Już kilka razy zasiadałam do napisania chocby kilku skromnych słów, i zawsze coś jeszcze na "drodze stoi".
Trochę to i przez moją ciekawośc, bo zawsze zaczynam od poczytania tego, co słychac i widac na obserwowanych blogach. I tu przepadam, jak oglądam te wszystkie cudeńka
i piękne fotografie ( a czas leci ;-) ).

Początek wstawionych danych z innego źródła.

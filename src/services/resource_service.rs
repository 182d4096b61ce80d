use std::marker::PhantomData;
use std::sync::Arc;

use bson::oid::ObjectId;
use serde_json::Value;
use thiserror::Error;
use tracing::{error, info, warn};

use crate::models::Resource;
use crate::store::{Document, DocumentStore, StoreError, ID_FIELD};

#[derive(Debug, Error)]
pub enum ServiceError {
    #[error("{label} {id} not found in the database")]
    NotFound { label: &'static str, id: String },

    #[error("{label} with name '{name}' already exists in the database")]
    AlreadyExists { label: &'static str, name: String },

    #[error("{label} has no mutable field(s): {}", .fields.join(", "))]
    UnknownFields {
        label: &'static str,
        fields: Vec<String>,
    },

    #[error("Invalid {label}: {reason}")]
    InvalidRecord { label: &'static str, reason: String },

    #[error("Stored {label} could not be decoded: {reason}")]
    Decode { label: &'static str, reason: String },

    #[error(transparent)]
    Store(#[from] StoreError),
}

/// CRUD lifecycle for one entity kind.
///
/// Enforces existence before mutation and uniqueness of
/// [`Resource::NAME_FIELD`] before insertion, then delegates to the store.
pub struct ResourceService<R> {
    store: Arc<dyn DocumentStore>,
    _phantom: PhantomData<fn() -> R>,
}

impl<R: Resource> ResourceService<R> {
    pub fn new(store: Arc<dyn DocumentStore>) -> Self {
        Self {
            store,
            _phantom: PhantomData,
        }
    }

    /// Every record of this kind. Documents that don't decode are logged and skipped.
    pub async fn get_all(&self) -> Result<Vec<R>, ServiceError> {
        let documents = self.store.find_all(R::COLLECTION).await?;
        Ok(decode_listed(documents))
    }

    pub async fn get(&self, id: &ObjectId) -> Result<Option<R>, ServiceError> {
        self.store
            .find_by_id(R::COLLECTION, id)
            .await?
            .map(decode)
            .transpose()
    }

    pub async fn get_404(&self, id: &ObjectId) -> Result<R, ServiceError> {
        self.get(id).await?.ok_or_else(|| not_found::<R>(id))
    }

    /// Lookup by the uniqueness field. Kinds without one never match.
    pub async fn get_by_name(&self, name: &str) -> Result<Option<R>, ServiceError> {
        let Some(field) = R::NAME_FIELD else {
            return Ok(None);
        };
        self.store
            .find_one_by_field(R::COLLECTION, field, &Value::String(name.to_string()))
            .await?
            .map(decode)
            .transpose()
    }

    /// Records whose `field` equals any of `values`
    pub async fn find_by_field(&self, field: &str, values: &[Value]) -> Result<Vec<R>, ServiceError> {
        let documents = self
            .store
            .find_many_by_field(R::COLLECTION, field, values)
            .await?;
        Ok(decode_listed(documents))
    }

    /// Insert a new record, returning it with its assigned `_id`.
    /// Any `_id` sent by the caller is ignored.
    pub async fn add(&self, mut record: R) -> Result<R, ServiceError> {
        let name = required_name(&record)?;
        if let Some(name) = &name {
            if self.get_by_name(name).await?.is_some() {
                info!("{} with name '{}' already exists in the database", R::LABEL, name);
                return Err(already_exists::<R>(name));
            }
        }

        let document = encode(&record)?;
        let id = match self.store.insert_one(R::COLLECTION, document).await {
            Ok(id) => id,
            Err(StoreError::DuplicateKey(detail)) => {
                info!("Duplicate key inserting {}: {}", R::LABEL, detail);
                return Err(already_exists::<R>(name.as_deref().unwrap_or_default()));
            }
            Err(e) => return Err(e.into()),
        };

        record.set_id(Some(id.to_hex()));
        info!("{} {} added to the database", R::LABEL, id);
        Ok(record)
    }

    /// Insert a placeholder carrying only `id`
    pub async fn add_empty(&self, id: &ObjectId) -> Result<(), ServiceError> {
        let mut placeholder = Document::new();
        placeholder.insert(ID_FIELD.to_string(), Value::String(id.to_hex()));
        self.store.insert_one(R::COLLECTION, placeholder).await?;
        Ok(())
    }

    pub async fn remove(&self, id: &ObjectId) -> Result<(), ServiceError> {
        if !self.store.delete_one(R::COLLECTION, id).await? {
            return Err(not_found::<R>(id));
        }
        info!("{} {} deleted from the database", R::LABEL, id);
        Ok(())
    }

    /// Merge `fields` into the stored record, leaving other fields untouched.
    ///
    /// Only [`Resource::MUTABLE_FIELDS`] may appear, and the merged result
    /// must still decode as `R`. Returns the merged record.
    pub async fn patch_additional(&self, id: &ObjectId, fields: Document) -> Result<R, ServiceError> {
        let unknown: Vec<String> = fields
            .keys()
            .filter(|key| !R::MUTABLE_FIELDS.contains(&key.as_str()))
            .cloned()
            .collect();
        if !unknown.is_empty() {
            return Err(ServiceError::UnknownFields {
                label: R::LABEL,
                fields: unknown,
            });
        }

        let mut merged = self
            .store
            .find_by_id(R::COLLECTION, id)
            .await?
            .ok_or_else(|| not_found::<R>(id))?;
        merged.extend(fields.clone());

        let record: R = serde_json::from_value(Value::Object(merged)).map_err(|e| {
            ServiceError::InvalidRecord {
                label: R::LABEL,
                reason: e.to_string(),
            }
        })?;
        let name = required_name(&record)?;
        if let (Some(field), Some(name)) = (R::NAME_FIELD, &name) {
            if fields.contains_key(field) {
                self.ensure_name_free(id, name).await?;
            }
        }

        self.update(id, fields, name.as_deref()).await?;
        info!("{} {} patched", R::LABEL, id);
        Ok(record)
    }

    /// Merge every set field of `record` into the stored document
    pub async fn patch_all(&self, id: &ObjectId, record: &R) -> Result<(), ServiceError> {
        let document = encode(record)?;
        self.update(id, document, record.name()).await
    }

    /// Overwrite the stored record with `record`, keeping its identifier.
    ///
    /// Uses the store's atomic replace. Stores without one fall back to
    /// remove, placeholder insert and patch, restoring the original
    /// document if a later step fails.
    pub async fn replace(&self, id: &ObjectId, mut record: R) -> Result<R, ServiceError> {
        let original = self
            .store
            .find_by_id(R::COLLECTION, id)
            .await?
            .ok_or_else(|| not_found::<R>(id))?;
        let name = required_name(&record)?;
        if let Some(name) = &name {
            self.ensure_name_free(id, name).await?;
        }

        let document = encode(&record)?;
        match self.store.replace_one(R::COLLECTION, id, document).await {
            Ok(true) => {}
            Ok(false) => return Err(not_found::<R>(id)),
            Err(StoreError::Unsupported(_)) => self.replace_in_steps(id, &record, original).await?,
            Err(StoreError::DuplicateKey(_)) => {
                return Err(already_exists::<R>(name.as_deref().unwrap_or_default()))
            }
            Err(e) => return Err(e.into()),
        }

        record.set_id(Some(id.to_hex()));
        info!("{} {} updated", R::LABEL, id);
        Ok(record)
    }

    async fn replace_in_steps(
        &self,
        id: &ObjectId,
        record: &R,
        original: Document,
    ) -> Result<(), ServiceError> {
        warn!(
            "Store has no atomic replace, rewriting {} {} in steps",
            R::LABEL,
            id
        );
        self.remove(id).await?;

        let steps = async {
            self.add_empty(id).await?;
            self.patch_all(id, record).await
        };
        if let Err(err) = steps.await {
            error!("Replacing {} {} failed, restoring original: {}", R::LABEL, id, err);
            self.restore(id, original).await;
            return Err(err);
        }
        Ok(())
    }

    async fn restore(&self, id: &ObjectId, original: Document) {
        if let Err(e) = self.store.delete_one(R::COLLECTION, id).await {
            error!("Could not clear placeholder for {} {}: {}", R::LABEL, id, e);
        }
        if let Err(e) = self.store.insert_one(R::COLLECTION, original).await {
            error!(
                "Could not restore {} {}, record is left in placeholder state: {}",
                R::LABEL,
                id,
                e
            );
        }
    }

    async fn update(
        &self,
        id: &ObjectId,
        fields: Document,
        name: Option<&str>,
    ) -> Result<(), ServiceError> {
        match self.store.update_fields(R::COLLECTION, id, fields).await {
            Ok(true) => Ok(()),
            Ok(false) => Err(not_found::<R>(id)),
            Err(StoreError::DuplicateKey(_)) => Err(already_exists::<R>(name.unwrap_or_default())),
            Err(e) => Err(e.into()),
        }
    }

    async fn ensure_name_free(&self, id: &ObjectId, name: &str) -> Result<(), ServiceError> {
        let hex = id.to_hex();
        match self.get_by_name(name).await? {
            Some(other) if other.id() != Some(hex.as_str()) => Err(already_exists::<R>(name)),
            _ => Ok(()),
        }
    }

    /// Create the unique index backing [`Resource::NAME_FIELD`]
    pub async fn ensure_indexes(&self) -> Result<(), ServiceError> {
        if let Some(field) = R::NAME_FIELD {
            self.store.ensure_unique_index(R::COLLECTION, field).await?;
        }
        Ok(())
    }
}

fn required_name<R: Resource>(record: &R) -> Result<Option<String>, ServiceError> {
    match (R::NAME_FIELD, record.name()) {
        (Some(field), None) => Err(ServiceError::InvalidRecord {
            label: R::LABEL,
            reason: format!("'{}' must be a non-empty string", field),
        }),
        (_, name) => Ok(name.map(str::to_string)),
    }
}

fn encode<R: Resource>(record: &R) -> Result<Document, ServiceError> {
    match serde_json::to_value(record) {
        Ok(Value::Object(mut map)) => {
            map.remove(ID_FIELD);
            Ok(map)
        }
        Ok(other) => Err(ServiceError::InvalidRecord {
            label: R::LABEL,
            reason: format!("expected an object, got {}", other),
        }),
        Err(e) => Err(ServiceError::InvalidRecord {
            label: R::LABEL,
            reason: e.to_string(),
        }),
    }
}

fn decode<R: Resource>(document: Document) -> Result<R, ServiceError> {
    serde_json::from_value(Value::Object(document)).map_err(|e| ServiceError::Decode {
        label: R::LABEL,
        reason: e.to_string(),
    })
}

fn decode_listed<R: Resource>(documents: Vec<Document>) -> Vec<R> {
    documents
        .into_iter()
        .filter_map(|document| {
            let id = document
                .get(ID_FIELD)
                .and_then(Value::as_str)
                .unwrap_or("<no _id>")
                .to_string();
            match decode::<R>(document) {
                Ok(record) => Some(record),
                Err(e) => {
                    warn!("Skipping {} {} in listing: {}", R::LABEL, id, e);
                    None
                }
            }
        })
        .collect()
}

fn not_found<R: Resource>(id: &ObjectId) -> ServiceError {
    ServiceError::NotFound {
        label: R::LABEL,
        id: id.to_hex(),
    }
}

fn already_exists<R: Resource>(name: &str) -> ServiceError {
    ServiceError::AlreadyExists {
        label: R::LABEL,
        name: name.to_string(),
    }
}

Mam też kilka ulubionych kulinarnych blogów i tu też się przyznam, że ostatnio dużo coś pichce i gotuję ( te Wasze pysznościowe fotki) i już czuję, że to skończy się wiosenną katastrofą ( trzeba będzie przejśc na diete MŻ jak już przyjdzie mój ulubiony sezon - sezon grillowanej karkówki).

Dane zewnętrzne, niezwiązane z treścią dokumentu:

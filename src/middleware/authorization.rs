use axum::{
    extract::{Request, State},
    middleware::Next,
    response::{IntoResponse, Response},
};

use crate::app::AppState;
use crate::auth::AuthDecision;
use crate::error::ApiError;

/// Reject requests whose API key the gate does not accept.
///
/// Granted requests carry the matching [`ApiUser`](crate::auth::ApiUser)
/// in their extensions when a key was checked.
pub async fn authorization_gate(
    State(state): State<AppState>,
    mut request: Request,
    next: Next,
) -> Response {
    let key = request
        .headers()
        .get(state.gate.header())
        .and_then(|v| v.to_str().ok())
        .map(str::to_owned);

    match state.gate.check(key.as_deref()).await {
        AuthDecision::Granted(user) => {
            if let Some(user) = user {
                tracing::debug!("Request authorized for user {}", user.id);
                request.extensions_mut().insert(user);
            }
            next.run(request).await
        }
        AuthDecision::Rejected(reason) => {
            tracing::warn!(
                "Rejected {} {}: {}",
                request.method(),
                request.uri().path(),
                reason.message()
            );
            ApiError::unauthorized(reason.message()).into_response()
        }
    }
}
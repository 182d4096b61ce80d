use serde::{Deserialize, Serialize};

use super::{non_blank, Resource};

/// A lecture room with its media sources and scheduling links
#[derive(Debug, Clone, Default, PartialEq, Serialize, Deserialize)]
pub struct Room {
    #[serde(rename = "_id", default, skip_serializing_if = "Option::is_none")]
    pub id: Option<String>,
    #[serde(default, skip_serializing_if = "Option::is_none")]
    pub name: Option<String>,
    /// Shared drive folder for recordings
    #[serde(default, skip_serializing_if = "Option::is_none")]
    pub drive: Option<String>,
    #[serde(default, skip_serializing_if = "Option::is_none")]
    pub calendar: Option<String>,
    #[serde(default, skip_serializing_if = "Option::is_none")]
    pub tracking_state: Option<String>,
    #[serde(default, skip_serializing_if = "Option::is_none")]
    pub main_source: Option<String>,
    #[serde(default, skip_serializing_if = "Option::is_none")]
    pub screen_source: Option<String>,
    #[serde(default, skip_serializing_if = "Option::is_none")]
    pub sound_source: Option<String>,
    #[serde(default, skip_serializing_if = "Option::is_none")]
    pub tracking_source: Option<String>,
    #[serde(default, skip_serializing_if = "Option::is_none")]
    pub auto_control: Option<String>,
    #[serde(default, skip_serializing_if = "Option::is_none")]
    pub stream_url: Option<String>,
    /// Room id in the university timetable (RUZ)
    #[serde(default, skip_serializing_if = "Option::is_none")]
    pub ruz_id: Option<String>,
}

impl Resource for Room {
    const COLLECTION: &'static str = "rooms";
    const LABEL: &'static str = "Room";
    const PLURAL: &'static str = "Rooms";
    const NAME_FIELD: Option<&'static str> = Some("name");
    const MUTABLE_FIELDS: &'static [&'static str] = &[
        "name",
        "drive",
        "calendar",
        "tracking_state",
        "main_source",
        "screen_source",
        "sound_source",
        "tracking_source",
        "auto_control",
        "stream_url",
        "ruz_id",
    ];

    fn id(&self) -> Option<&str> {
        self.id.as_deref()
    }

    fn set_id(&mut self, id: Option<String>) {
        self.id = id;
    }

    fn name(&self) -> Option<&str> {
        non_blank(&self.name)
    }
}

Ale jak tu nie myślec o pysznościowym jedzonku, namiętnie oglądając moje kochane filmy:
"Kapuśniaczek"
i "Skrzydełko czy nóżka?"
Ale to nie przez mięsne pyszności grozi mi dieta, a przez te zabójcze słodkoci :-)
Moje ostatnie tworki. Tak na szybko galaretka z malinkami i malinową pianką.
I ciasto z przepysznym kremem:
Nie tylko samym jedzeniem :-) człowiek żyje. W między czasie robie takie maleństwa, i już nie tylko z różami :-)))
Wracając do szarej rzeczywistości i sezonu na wiosnę, to podróżując taaakimi drogami, dużo więcej czasu niż zwykle spędzam w aucie.
Tą drogą już nie jeżdżę - nawet nie próbuję - wybieram dłuższą, ale w lepszym stanie. Tę bacznie obserwuje i czekam, co będzie dalej ...
Wiosny jeszcze nie obfociłam, ale jest na pewno. Od wczoraj słyszę przelatując i głośno gęgające stada gęsi, szczególnie wieczorem jest miło posłuchac tych odgłosów. Zaś rano słychac nawoływania czajki.
Wiosna, wiosna już za chwilę i to nie tylko w kalendarzu :-)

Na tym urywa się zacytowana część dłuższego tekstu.